De plus en plus d’autotests sont vendus en pharmacie. Pourtant, leur utilité pose question.
Aujourd’hui, les patients peuvent se dépister eux-mêmes pour un certain nombre d’infections. C’est le cas pour l’infection urinaire, l’anémie, la maladie de Lyme et bien-sûr le Covid-19, pour lequel plus de 46,5 millions de boîtes d’autotests de dépistage ont été commercialisées, en vente libre, par les pharmacies françaises entre avril 2021 et avril 2022. Mais selon une enquête de 60 millions de consommateurs, leur intérêt est plus que limité…
Plusieurs types de tests sur le marché
Les autotests font partie des trois grandes familles de tests biologiques existants, aux côtés des examens de biologie médicale (EBM) réalisés exclusivement sous la responsabilité d’un biologiste médical et des tests rapides d’orientation diagnostique (Trod) effectués par un professionnel de santé.
Les autotests ont la particularité d’être pratiqués dans le cadre de la vie domestique. Certains nécessitent une prescription médicale et sont remboursés par l’Assurance maladie car ils présentent une réelle utilité, comme les mesures de la glycémie pour les personnes diabétiques.
En revanche, tous les autres sont disponibles sans prescription, à des tarifs variant de 5 € à 40 € et vendus exclusivement en pharmacie (sauf pour les tests de grossesse et d’ovulation, également disponibles en grande surface).
Alerte de l’Académie de pharmacie
L’offre s’est multipliée en quelques années, avec des pratiques commerciales parfois agressives, ce qui a alerté l’Académie de pharmacie. Elle a publié un rapport en 2018 dans lequel elle constate que la plupart de ces tests ne sont pas pertinents : « Il y a un véritable risque d’inquiéter des patients pour rien ou d’en rassurer d’autres à tort qui, du coup, n’iront pas voir un médecin alors qu’ils en ont besoin », explique au magazine le Dr Michel Vaubourdolle, biologiste médical et animateur de ce travail.
Seuls l’autotest VIH et les bandelettes de détection d’une infection urinaire ont un intérêt confirmé pour l’Académie de pharmacie. Les autres soit présentent un « intérêt discutable », soit sont jugés inutiles (voire dangereux). C’est le cas par exemple des tests « prostate » ou « PSA », dont le résultat « faussement » négatif ou positif pourrait rassurer ou, au contraire, inquiéter à tort un patient.
Gare aux arnaques
D’autres tests onéreux s’avèrent aussi parfaitement inefficients, comme le test du microbiote intestinal proposé par des start-ups et gros laboratoires entre 150 € et 300 €. Pour la Société nationale française de gastroentérologie (SNFGE), ces tests « n’ont aucun intérêt clinique pour le médecin ou son patient. Ils ne peuvent en aucun cas aider à porter un diagnostic ou à guider les choix thérapeutiques. Ils ne sont pas recommandés et ne doivent pas être prescrits par les médecins, quelle que soit leur spécialité ».
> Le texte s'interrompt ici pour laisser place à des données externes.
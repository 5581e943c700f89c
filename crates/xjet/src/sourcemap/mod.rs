//! Source map registry: caches one parsed source map per normalized path.

mod stack;

pub use stack::{Frame, FormattedTrace, StackFormatter};

use std::collections::HashMap;
use std::path::{Path, PathBuf};
use std::sync::{Arc, RwLock};

fn normalize(path: &Path) -> PathBuf {
    // `dunce`-style normalization is overkill for our purposes; the
    // registry only needs a stable key, so a lexical clean is enough.
    let mut out = PathBuf::new();
    for component in path.components() {
        out.push(component);
    }
    out
}

/// Caches parsed source maps keyed by normalized path. Inserts are
/// idempotent: re-inserting the same path retains the existing parser.
#[derive(Clone, Default)]
pub struct SourceMapRegistry {
    maps: Arc<RwLock<HashMap<PathBuf, Arc<sourcemap::SourceMap>>>>,
}

impl SourceMapRegistry {
    pub fn new() -> Self {
        Self::default()
    }

    /// Parse `text` and insert it under `path`. An empty mappings string
    /// is silently ignored.
    pub fn set_from_string(&self, text: &str, path: &Path) -> Result<(), crate::error::XjetError> {
        if text.trim().is_empty() {
            return Ok(());
        }
        let key = normalize(path);
        {
            let maps = self.maps.read().unwrap();
            if maps.contains_key(&key) {
                return Ok(());
            }
        }
        let map = sourcemap::SourceMap::from_slice(text.as_bytes())
            .map_err(|e| crate::error::XjetError::Config(format!("invalid source map: {e}")))?;
        self.maps.write().unwrap().entry(key).or_insert_with(|| Arc::new(map));
        Ok(())
    }

    /// Read `path` + `.map` and insert it the same way as
    /// [`Self::set_from_string`].
    pub fn set_from_file(&self, path: &Path) -> Result<(), crate::error::XjetError> {
        let map_path = {
            let mut s = path.as_os_str().to_owned();
            s.push(".map");
            PathBuf::from(s)
        };
        let text = std::fs::read_to_string(&map_path)?;
        self.set_from_string(&text, path)
    }

    pub fn lookup(&self, path: &Path) -> Option<Arc<sourcemap::SourceMap>> {
        self.maps.read().unwrap().get(&normalize(path)).cloned()
    }
}

#[cfg(test)]
mod tests {
    use super::*;

    const SAMPLE: &str = r#"{"version":3,"sources":["a.ts"],"names":[],"mappings":"AAAA"}"#;

    #[test]
    fn idempotent_insert_keeps_original() {
        let registry = SourceMapRegistry::new();
        let path = Path::new("out/a.js");
        registry.set_from_string(SAMPLE, path).unwrap();
        let first = registry.lookup(path).unwrap();
        registry.set_from_string(SAMPLE, path).unwrap();
        let second = registry.lookup(path).unwrap();
        assert!(Arc::ptr_eq(&first, &second));
    }

    #[test]
    fn empty_mappings_are_ignored() {
        let registry = SourceMapRegistry::new();
        let path = Path::new("out/b.js");
        registry.set_from_string("", path).unwrap();
        assert!(registry.lookup(path).is_none());
    }
}
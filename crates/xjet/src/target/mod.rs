//! Target abstraction: a uniform dispatch/collect contract over a local
//! in-process sandbox and an external runner fleet.

pub mod external;
pub mod local;
pub mod process;
pub mod runner;

pub use runner::{Emit, Runner};

use crate::error::XjetError;
use crate::packet::{self, Packet};
use crate::queue::Queue;
use async_trait::async_trait;
use std::collections::HashMap;
use std::path::PathBuf;
use std::sync::{Arc, RwLock};
use tokio::sync::{mpsc, oneshot};

/// One routed packet, paired with the suite path it belongs to, handed
/// to the message router.
#[derive(Debug, Clone)]
pub struct TargetEvent {
    pub packet: Packet,
    pub path: PathBuf,
}

/// Public facts about a configured runner, independent of its live
/// connection state.
#[derive(Debug, Clone)]
pub struct RunnerInfo {
    pub id: String,
    pub name: String,
}

/// A suite's lifecycle state on the target.
#[derive(Debug, Clone, Copy, PartialEq, Eq)]
pub enum SuiteState {
    Queued,
    Running,
    Completed,
    Failed,
}

pub(crate) fn running_key(runner_id: &str, suite_id: &str) -> String {
    format!("{runner_id}{suite_id}")
}

/// State shared by every `Target` implementation: suite indices, the
/// `RunningSuite` table, the dispatch queue, and the event channel to
/// the message router.
pub struct TargetShared {
    suite_paths: RwLock<HashMap<String, PathBuf>>,
    logical_to_suite: RwLock<HashMap<String, String>>,
    running: RwLock<HashMap<String, oneshot::Sender<Result<(), XjetError>>>>,
    pub queue: Queue,
    events: mpsc::UnboundedSender<TargetEvent>,
    bail: bool,
}

impl TargetShared {
    pub fn new(parallel: usize, bail: bool) -> (Arc<Self>, mpsc::UnboundedReceiver<TargetEvent>) {
        let (tx, rx) = mpsc::unbounded_channel();
        let shared = Arc::new(Self {
            suite_paths: RwLock::new(HashMap::new()),
            logical_to_suite: RwLock::new(HashMap::new()),
            running: RwLock::new(HashMap::new()),
            queue: Queue::new(parallel),
            events: tx,
            bail,
        });
        (shared, rx)
    }

    /// Replace the suite indices wholesale. Rejects an empty map.
    pub fn set_suites(&self, files: &std::collections::BTreeMap<String, PathBuf>) -> Result<(), XjetError> {
        if files.is_empty() {
            return Err(XjetError::NoTestFiles { what: "files" });
        }
        let mut paths = self.suite_paths.write().unwrap();
        let mut logical = self.logical_to_suite.write().unwrap();
        paths.clear();
        logical.clear();
        for (key, path) in files {
            let suite_id = crate::id::generate_id();
            paths.insert(suite_id.clone(), path.clone());
            logical.insert(key.clone(), suite_id);
        }
        Ok(())
    }

    pub fn suite_id_for(&self, logical_key: &str) -> Option<String> {
        self.logical_to_suite.read().unwrap().get(logical_key).cloned()
    }

    fn path_for(&self, suite_id: &str) -> Result<PathBuf, XjetError> {
        self.suite_paths
            .read()
            .unwrap()
            .get(suite_id)
            .cloned()
            .ok_or_else(|| XjetError::MissingSuite(suite_id.to_string()))
    }

    /// Register a fresh `RunningSuite` handle for `runner_id`/`suite_id`,
    /// returning the receiver side for callers awaiting completion.
    pub fn register_running(&self, runner_id: &str, suite_id: &str) -> oneshot::Receiver<Result<(), XjetError>> {
        let (tx, rx) = oneshot::channel();
        self.running.write().unwrap().insert(running_key(runner_id, suite_id), tx);
        rx
    }

    /// Completes the suite handle. The bail path `.await`s the queue's
    /// `stop`/`clear` inline, *before* signaling the oneshot: per
    /// spec.md's invariant that no further task is dequeued once a bail
    /// event begins execution, the queue must already be stopped and
    /// drained by the time any other caller (including the
    /// suite-completion waiter) could observe this suite as finished and
    /// react to it.
    async fn complete_suite_key(&self, key: &str, suite_id: &str, had_error: bool) {
        let handle = self.running.write().unwrap().remove(key);
        let Some(handle) = handle else { return };

        if had_error && self.bail {
            self.queue.stop().await;
            self.queue.clear().await;
            let _ = handle.send(Err(XjetError::SuiteFatal { suite_id: suite_id.to_string(), message: "bailed".into() }));
        } else if had_error {
            let _ = handle.send(Err(XjetError::SuiteFatal { suite_id: suite_id.to_string(), message: "suite failed".into() }));
        } else {
            let _ = handle.send(Ok(()));
        }
    }

    /// Complete by the already-concatenated `runner_id ⧺ suite_id` key,
    /// as exposed on the `Target` trait (spec.md §4.4 `complete_suite`).
    pub async fn complete_suite_by_key(&self, key: &str, had_error: bool) {
        // The suite id is whatever trails after the 14-char runner id.
        let suite_id = if key.len() > packet::ID_FIELD_LEN { &key[packet::ID_FIELD_LEN..] } else { key };
        self.complete_suite_key(key, suite_id, had_error).await;
    }

    /// Decode `bytes`, resolve the suite path, and emit the routed
    /// event. Suite completion is *not* triggered here: per §5's
    /// ordering guarantee ("the router's handling of `EndSuite`...
    /// completes the suite handle last"), the message router calls
    /// back into [`Target::complete_suite`] only after it has finished
    /// reporting the terminal event, so a suite's handle never
    /// resolves before its `suite_end` hook has run.
    pub fn route_incoming(&self, bytes: &[u8]) -> Result<(), XjetError> {
        let packet = packet::decode(bytes)?;
        let path = self.path_for(&packet.suite_id)?;
        let _ = self.events.send(TargetEvent { packet, path });
        Ok(())
    }

    pub fn emit_synthetic_error(&self, suite_id: &str, runner_id: &str, message: &str) {
        let error = serde_json::json!({ "name": "Error", "message": message }).to_string();
        let payload = crate::packet::Payload::Error(crate::packet::ErrorPayload { error });
        if let Ok(bytes) = packet::encode(packet::Kind::Error, suite_id, runner_id, &now_iso8601(), &payload) {
            let _ = self.route_incoming(&bytes);
        }
    }
}

pub fn now_iso8601() -> String {
    chrono::Utc::now().to_rfc3339_opts(chrono::SecondsFormat::Millis, true)
}

/// Polymorphic over `{Local, External}`. See §4.4 for the full contract.
#[async_trait]
pub trait Target: Send + Sync {
    async fn init(&self) -> Result<(), XjetError>;
    async fn free(&self) -> Result<(), XjetError>;
    fn get_runners(&self) -> Vec<RunnerInfo>;
    fn get_runner_name(&self, runner_id: &str) -> Result<String, XjetError> {
        self.get_runners()
            .into_iter()
            .find(|r| r.id == runner_id)
            .map(|r| r.name)
            .ok_or_else(|| XjetError::UnknownRunner(runner_id.to_string()))
    }
    async fn execute_suites(
        &self,
        bundles: Vec<crate::bundle::Bundle>,
        files: std::collections::BTreeMap<String, PathBuf>,
    ) -> Result<(), XjetError>;
    async fn complete_suite(&self, key: &str, had_error: bool);
    fn generate_id(&self) -> String {
        crate::id::generate_id()
    }
}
Covid-19 : fiabilité limitée
Dans la stratégie nationale de lutte contre le Covid-19, les autotests occupent une place majeure. Ils sont censés détecter la présence du virus chez une personne malade dans plus de 80 % des cas. Mais une étude suisse publiée en août 2021 a révélé que la sensibilité ne serait en réalité que de 65,3 % en conditions de vie réelles. C’est pourquoi, en cas de doute, il faut en réaliser plusieurs sur une dizaine de jours et continuer de respecter scrupuleusement les gestes barrières.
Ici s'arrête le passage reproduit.